**EXTRACTED RECORDS**
+++
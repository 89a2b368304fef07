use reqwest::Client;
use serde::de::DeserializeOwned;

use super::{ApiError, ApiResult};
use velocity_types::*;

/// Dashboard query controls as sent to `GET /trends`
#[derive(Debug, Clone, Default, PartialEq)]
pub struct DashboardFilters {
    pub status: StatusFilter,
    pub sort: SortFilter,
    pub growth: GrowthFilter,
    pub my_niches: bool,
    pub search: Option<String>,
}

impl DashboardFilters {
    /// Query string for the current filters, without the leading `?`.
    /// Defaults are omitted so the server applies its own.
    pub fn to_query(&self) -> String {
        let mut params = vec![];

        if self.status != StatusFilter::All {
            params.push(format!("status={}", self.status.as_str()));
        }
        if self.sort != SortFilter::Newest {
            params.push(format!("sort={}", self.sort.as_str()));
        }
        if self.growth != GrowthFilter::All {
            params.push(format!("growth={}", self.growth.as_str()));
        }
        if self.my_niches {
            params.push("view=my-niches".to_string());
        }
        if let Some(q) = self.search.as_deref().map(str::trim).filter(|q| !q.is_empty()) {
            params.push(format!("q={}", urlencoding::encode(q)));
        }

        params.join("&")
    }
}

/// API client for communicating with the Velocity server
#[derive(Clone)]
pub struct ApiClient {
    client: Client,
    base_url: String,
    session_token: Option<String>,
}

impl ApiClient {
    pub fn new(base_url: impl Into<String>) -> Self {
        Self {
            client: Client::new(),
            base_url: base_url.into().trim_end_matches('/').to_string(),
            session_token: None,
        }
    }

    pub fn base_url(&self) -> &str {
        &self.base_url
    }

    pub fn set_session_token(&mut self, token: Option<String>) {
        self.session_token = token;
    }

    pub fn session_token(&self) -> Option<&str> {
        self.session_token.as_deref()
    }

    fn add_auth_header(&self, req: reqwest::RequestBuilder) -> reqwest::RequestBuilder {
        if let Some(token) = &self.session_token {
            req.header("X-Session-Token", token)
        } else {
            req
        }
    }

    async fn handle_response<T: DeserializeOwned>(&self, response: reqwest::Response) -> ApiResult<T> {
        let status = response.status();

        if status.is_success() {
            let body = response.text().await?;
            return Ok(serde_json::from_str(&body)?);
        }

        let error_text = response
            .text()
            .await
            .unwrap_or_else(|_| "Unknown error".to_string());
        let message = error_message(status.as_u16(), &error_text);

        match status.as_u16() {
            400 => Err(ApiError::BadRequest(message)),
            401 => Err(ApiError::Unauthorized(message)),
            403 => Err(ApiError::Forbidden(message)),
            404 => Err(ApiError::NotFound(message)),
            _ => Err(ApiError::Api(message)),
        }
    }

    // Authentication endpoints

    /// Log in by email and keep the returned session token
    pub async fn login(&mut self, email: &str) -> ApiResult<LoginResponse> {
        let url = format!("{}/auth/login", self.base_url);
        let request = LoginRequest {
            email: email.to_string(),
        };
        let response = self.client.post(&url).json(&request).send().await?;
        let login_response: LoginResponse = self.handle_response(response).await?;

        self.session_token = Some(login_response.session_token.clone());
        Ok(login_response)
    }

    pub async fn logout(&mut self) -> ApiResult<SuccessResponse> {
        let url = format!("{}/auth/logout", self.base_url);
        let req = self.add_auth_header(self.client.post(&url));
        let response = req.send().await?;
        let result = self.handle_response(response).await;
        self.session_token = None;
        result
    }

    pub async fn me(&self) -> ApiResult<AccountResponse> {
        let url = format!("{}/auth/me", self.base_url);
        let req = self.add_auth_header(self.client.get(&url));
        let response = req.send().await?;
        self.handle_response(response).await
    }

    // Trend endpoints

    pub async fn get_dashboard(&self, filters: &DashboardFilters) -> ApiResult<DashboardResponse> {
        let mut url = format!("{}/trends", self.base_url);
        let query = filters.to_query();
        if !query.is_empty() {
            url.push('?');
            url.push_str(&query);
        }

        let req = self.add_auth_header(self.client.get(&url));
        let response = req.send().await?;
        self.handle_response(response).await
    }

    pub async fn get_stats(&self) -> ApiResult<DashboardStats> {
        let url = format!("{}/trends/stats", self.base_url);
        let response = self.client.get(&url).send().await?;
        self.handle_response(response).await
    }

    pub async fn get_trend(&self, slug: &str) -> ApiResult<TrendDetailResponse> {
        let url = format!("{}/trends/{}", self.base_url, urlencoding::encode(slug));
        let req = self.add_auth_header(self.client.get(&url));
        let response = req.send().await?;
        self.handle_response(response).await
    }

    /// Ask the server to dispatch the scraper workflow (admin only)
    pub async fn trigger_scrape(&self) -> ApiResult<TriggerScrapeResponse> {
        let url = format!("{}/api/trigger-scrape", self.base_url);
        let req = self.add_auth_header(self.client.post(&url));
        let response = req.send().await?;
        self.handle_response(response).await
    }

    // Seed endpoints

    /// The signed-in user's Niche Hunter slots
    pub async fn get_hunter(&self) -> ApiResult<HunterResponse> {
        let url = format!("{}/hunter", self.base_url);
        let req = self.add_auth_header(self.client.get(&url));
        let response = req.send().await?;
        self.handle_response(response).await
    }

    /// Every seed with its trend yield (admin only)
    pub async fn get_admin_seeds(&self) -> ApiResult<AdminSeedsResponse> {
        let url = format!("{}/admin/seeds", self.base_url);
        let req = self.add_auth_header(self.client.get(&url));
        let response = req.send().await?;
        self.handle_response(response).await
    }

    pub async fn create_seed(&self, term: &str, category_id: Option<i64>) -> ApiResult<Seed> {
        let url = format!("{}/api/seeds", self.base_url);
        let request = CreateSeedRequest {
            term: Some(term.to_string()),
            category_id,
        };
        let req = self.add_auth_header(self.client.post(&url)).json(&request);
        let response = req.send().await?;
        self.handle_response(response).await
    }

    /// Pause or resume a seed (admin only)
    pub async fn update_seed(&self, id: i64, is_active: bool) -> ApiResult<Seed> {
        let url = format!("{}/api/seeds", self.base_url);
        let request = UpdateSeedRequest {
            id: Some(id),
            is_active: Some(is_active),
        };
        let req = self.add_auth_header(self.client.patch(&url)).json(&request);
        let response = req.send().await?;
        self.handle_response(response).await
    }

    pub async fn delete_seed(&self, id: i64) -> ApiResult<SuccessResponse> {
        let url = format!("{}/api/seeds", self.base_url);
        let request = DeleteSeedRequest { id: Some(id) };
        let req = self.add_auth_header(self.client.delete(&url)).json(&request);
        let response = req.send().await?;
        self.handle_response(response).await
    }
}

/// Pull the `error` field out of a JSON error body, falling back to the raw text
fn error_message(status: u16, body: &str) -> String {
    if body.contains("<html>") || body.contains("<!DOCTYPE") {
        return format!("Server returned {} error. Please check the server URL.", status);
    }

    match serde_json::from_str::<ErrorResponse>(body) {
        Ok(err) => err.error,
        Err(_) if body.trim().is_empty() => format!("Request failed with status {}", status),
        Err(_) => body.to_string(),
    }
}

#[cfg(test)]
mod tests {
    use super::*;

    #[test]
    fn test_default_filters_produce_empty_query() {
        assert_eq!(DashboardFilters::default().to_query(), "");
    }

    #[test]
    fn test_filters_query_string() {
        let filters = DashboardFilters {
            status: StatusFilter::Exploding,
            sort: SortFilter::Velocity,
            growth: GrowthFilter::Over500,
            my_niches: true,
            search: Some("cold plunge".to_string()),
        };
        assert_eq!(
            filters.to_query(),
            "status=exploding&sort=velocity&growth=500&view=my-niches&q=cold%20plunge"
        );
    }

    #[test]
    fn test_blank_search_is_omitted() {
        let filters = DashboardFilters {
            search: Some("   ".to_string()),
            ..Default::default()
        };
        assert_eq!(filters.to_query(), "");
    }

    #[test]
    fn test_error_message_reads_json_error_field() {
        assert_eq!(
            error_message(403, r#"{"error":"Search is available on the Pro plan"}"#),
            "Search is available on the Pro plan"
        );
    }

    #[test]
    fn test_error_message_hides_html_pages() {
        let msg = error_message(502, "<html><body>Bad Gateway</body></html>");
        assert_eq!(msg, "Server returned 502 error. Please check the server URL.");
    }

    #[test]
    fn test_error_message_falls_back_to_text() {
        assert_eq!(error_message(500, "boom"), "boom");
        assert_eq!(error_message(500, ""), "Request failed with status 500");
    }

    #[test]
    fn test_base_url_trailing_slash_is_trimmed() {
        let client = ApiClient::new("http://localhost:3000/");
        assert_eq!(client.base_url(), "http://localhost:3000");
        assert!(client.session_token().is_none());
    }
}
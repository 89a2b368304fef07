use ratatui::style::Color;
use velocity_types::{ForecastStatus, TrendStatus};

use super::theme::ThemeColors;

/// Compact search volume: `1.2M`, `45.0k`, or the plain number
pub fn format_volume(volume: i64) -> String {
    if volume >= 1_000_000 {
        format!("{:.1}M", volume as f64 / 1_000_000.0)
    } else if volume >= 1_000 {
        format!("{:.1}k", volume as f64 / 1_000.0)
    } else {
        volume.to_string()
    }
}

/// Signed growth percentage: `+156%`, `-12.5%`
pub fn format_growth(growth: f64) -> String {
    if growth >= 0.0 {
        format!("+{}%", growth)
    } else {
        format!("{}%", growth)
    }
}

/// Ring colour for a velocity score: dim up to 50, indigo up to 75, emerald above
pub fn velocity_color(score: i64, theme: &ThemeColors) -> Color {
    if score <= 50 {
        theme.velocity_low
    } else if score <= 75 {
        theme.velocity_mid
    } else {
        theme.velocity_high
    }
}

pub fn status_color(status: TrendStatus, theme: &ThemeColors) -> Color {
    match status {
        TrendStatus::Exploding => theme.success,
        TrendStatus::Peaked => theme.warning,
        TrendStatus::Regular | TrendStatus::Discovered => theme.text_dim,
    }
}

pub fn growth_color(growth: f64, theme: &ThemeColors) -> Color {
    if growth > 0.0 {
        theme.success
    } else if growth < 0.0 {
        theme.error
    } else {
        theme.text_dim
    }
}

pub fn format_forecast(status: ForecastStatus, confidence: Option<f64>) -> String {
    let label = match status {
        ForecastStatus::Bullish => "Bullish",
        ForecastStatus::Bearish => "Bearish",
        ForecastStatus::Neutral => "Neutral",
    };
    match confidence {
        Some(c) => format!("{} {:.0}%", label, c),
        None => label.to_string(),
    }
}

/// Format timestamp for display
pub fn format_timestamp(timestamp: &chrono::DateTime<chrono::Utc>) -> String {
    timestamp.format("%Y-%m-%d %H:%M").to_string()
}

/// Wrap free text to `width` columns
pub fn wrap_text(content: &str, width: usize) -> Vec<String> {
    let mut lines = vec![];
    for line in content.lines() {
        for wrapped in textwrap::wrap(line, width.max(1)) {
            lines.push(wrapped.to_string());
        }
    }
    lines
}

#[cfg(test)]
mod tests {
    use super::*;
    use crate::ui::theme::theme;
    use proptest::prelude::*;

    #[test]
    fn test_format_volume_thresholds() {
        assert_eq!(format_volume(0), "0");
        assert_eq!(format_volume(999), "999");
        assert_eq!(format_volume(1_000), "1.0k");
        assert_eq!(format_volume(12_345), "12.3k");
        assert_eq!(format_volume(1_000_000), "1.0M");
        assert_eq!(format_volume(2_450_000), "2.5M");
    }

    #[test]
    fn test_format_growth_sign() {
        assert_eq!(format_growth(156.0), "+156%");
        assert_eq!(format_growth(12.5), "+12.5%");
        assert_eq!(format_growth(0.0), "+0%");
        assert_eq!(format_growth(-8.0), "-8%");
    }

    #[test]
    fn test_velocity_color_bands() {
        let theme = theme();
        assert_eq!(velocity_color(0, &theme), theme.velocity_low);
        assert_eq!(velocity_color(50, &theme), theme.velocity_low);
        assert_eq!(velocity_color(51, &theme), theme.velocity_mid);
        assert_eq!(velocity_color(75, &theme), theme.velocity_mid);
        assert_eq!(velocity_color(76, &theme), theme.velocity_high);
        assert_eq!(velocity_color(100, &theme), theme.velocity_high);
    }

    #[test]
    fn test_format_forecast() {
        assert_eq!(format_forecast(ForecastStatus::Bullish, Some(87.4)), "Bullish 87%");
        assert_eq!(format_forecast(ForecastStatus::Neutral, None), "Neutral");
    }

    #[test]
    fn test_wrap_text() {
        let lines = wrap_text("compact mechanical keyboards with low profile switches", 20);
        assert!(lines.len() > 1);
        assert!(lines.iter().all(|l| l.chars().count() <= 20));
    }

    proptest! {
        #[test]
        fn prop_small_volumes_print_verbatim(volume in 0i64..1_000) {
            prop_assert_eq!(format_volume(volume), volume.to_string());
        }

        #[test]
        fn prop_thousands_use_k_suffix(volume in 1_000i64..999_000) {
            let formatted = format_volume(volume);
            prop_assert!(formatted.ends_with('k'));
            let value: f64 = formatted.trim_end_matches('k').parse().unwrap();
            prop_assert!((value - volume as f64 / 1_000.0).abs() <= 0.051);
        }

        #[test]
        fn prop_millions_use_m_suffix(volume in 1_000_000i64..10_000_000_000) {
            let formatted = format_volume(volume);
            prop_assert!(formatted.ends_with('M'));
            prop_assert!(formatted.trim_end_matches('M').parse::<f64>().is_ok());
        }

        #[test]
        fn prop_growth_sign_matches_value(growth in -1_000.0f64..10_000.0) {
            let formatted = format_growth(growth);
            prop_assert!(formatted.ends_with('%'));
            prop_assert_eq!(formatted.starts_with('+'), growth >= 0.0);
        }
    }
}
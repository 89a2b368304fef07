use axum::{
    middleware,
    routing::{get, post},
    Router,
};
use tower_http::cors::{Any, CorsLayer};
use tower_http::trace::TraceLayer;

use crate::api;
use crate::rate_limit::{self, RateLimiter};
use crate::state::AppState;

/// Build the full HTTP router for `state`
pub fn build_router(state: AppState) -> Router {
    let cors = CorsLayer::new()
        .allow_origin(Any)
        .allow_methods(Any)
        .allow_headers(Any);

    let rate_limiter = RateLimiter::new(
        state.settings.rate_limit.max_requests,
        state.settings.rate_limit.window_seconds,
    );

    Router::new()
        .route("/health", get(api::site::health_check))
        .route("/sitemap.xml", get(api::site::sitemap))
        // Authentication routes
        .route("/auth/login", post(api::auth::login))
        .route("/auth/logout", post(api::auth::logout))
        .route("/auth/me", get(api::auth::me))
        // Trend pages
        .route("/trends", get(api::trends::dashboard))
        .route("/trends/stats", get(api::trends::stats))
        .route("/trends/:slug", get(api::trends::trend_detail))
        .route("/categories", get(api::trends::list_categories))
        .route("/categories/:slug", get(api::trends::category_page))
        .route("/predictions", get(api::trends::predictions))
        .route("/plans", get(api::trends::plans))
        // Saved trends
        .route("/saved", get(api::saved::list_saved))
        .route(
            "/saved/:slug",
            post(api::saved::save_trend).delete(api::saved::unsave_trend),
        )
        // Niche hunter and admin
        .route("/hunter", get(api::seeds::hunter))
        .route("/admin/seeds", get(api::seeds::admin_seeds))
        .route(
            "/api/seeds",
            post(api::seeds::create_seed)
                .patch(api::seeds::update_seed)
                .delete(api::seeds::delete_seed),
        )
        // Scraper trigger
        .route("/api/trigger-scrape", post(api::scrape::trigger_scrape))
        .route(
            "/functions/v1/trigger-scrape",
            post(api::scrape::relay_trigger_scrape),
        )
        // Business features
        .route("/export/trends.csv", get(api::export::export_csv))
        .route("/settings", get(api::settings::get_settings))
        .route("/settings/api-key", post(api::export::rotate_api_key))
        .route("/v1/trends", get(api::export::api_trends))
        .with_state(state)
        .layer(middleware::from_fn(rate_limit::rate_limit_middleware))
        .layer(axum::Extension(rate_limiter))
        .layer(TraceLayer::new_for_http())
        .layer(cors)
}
+++
**ASSIGNMENT**
The answer should be a bare number: how many lines of the material above include "timestamp".

**EXPECTED OUTPUT**
3